*** Opening of DATA FOR THIS TASK ***

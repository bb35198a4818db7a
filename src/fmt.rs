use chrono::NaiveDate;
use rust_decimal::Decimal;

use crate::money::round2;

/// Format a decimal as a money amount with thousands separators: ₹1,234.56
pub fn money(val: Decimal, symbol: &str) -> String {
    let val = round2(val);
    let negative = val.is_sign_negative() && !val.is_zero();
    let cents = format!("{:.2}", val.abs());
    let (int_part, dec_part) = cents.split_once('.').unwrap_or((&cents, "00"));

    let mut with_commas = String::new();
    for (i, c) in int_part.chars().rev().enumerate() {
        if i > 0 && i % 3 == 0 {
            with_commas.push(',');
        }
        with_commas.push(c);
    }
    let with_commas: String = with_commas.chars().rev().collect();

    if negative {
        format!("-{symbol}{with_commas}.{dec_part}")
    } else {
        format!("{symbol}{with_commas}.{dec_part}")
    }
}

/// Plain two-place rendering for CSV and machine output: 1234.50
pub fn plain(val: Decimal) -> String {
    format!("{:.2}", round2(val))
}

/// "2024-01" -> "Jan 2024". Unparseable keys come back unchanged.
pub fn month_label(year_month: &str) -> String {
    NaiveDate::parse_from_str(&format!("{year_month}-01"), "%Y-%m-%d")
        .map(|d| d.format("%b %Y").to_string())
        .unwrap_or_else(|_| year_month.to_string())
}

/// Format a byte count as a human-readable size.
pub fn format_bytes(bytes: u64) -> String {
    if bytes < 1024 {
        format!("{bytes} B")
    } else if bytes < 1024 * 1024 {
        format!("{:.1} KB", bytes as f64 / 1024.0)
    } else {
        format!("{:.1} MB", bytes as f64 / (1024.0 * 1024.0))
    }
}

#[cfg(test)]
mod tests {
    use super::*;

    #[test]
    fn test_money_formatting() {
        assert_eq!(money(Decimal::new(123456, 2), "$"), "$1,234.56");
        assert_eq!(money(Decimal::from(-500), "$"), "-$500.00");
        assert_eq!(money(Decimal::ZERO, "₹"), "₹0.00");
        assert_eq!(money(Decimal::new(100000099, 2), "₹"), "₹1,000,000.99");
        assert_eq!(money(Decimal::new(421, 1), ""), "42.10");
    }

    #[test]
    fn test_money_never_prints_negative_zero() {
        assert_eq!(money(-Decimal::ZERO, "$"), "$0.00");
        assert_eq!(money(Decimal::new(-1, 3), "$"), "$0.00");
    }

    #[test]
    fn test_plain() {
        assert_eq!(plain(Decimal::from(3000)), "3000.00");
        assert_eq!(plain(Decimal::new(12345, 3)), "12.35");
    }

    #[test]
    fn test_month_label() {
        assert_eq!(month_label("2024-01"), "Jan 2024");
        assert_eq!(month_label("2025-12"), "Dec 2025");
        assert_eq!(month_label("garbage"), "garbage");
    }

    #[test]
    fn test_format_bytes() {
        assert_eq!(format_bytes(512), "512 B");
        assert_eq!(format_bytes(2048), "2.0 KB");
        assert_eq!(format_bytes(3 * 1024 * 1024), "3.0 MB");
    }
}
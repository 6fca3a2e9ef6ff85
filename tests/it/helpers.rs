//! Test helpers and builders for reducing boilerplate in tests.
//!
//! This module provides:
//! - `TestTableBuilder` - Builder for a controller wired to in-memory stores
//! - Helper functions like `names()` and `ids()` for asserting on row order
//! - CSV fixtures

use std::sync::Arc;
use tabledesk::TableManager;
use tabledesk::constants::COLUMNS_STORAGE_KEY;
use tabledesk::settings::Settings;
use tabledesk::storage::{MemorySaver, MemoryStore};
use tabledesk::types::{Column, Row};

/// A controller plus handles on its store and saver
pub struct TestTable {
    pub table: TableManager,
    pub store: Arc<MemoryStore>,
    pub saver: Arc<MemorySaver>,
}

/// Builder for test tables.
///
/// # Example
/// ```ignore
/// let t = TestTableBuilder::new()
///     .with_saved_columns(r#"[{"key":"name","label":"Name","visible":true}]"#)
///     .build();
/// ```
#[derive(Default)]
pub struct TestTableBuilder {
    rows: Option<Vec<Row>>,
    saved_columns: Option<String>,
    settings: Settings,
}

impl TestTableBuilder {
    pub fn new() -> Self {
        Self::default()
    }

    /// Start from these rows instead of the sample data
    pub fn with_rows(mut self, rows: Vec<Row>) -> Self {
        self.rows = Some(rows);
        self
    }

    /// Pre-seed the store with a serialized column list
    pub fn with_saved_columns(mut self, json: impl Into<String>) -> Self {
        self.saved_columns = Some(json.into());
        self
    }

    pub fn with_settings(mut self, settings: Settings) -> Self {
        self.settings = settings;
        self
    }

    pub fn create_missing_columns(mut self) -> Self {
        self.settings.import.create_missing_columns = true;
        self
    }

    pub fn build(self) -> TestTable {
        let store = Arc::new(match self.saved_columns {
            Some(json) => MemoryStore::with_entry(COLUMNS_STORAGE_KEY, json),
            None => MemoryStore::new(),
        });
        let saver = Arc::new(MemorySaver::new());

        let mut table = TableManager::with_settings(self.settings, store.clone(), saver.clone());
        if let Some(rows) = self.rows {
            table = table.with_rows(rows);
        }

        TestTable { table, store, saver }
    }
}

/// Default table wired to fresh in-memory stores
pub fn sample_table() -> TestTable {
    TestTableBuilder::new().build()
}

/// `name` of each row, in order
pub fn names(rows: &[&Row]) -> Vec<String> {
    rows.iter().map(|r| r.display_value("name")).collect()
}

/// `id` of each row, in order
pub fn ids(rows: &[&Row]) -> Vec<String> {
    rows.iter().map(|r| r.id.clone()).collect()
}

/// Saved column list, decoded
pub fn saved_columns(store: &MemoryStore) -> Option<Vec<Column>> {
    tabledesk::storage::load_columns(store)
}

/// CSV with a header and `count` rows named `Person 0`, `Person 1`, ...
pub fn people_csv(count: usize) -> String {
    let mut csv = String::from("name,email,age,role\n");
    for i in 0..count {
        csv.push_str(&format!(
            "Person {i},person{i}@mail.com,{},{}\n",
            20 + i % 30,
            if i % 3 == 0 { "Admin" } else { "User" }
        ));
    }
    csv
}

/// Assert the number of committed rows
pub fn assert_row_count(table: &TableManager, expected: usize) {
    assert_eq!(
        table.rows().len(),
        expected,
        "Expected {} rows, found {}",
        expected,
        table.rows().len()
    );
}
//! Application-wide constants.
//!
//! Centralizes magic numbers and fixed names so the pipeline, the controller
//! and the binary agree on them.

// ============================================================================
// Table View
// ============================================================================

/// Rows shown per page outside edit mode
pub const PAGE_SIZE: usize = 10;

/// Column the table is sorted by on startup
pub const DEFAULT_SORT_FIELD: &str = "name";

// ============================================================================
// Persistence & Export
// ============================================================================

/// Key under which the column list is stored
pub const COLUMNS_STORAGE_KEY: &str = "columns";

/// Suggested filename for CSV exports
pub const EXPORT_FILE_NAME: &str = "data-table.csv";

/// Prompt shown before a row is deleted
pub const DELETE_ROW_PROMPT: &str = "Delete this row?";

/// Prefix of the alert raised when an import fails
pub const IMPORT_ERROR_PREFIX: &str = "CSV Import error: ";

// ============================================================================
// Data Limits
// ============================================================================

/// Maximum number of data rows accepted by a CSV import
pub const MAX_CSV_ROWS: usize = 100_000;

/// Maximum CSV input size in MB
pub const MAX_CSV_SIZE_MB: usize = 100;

*** Close of DATA FOR THIS TASK ***

== TASK DETAILS ==
State the number of lines in the data that carry "cents", and add nothing to it.

== YOUR RESPONSE ==
2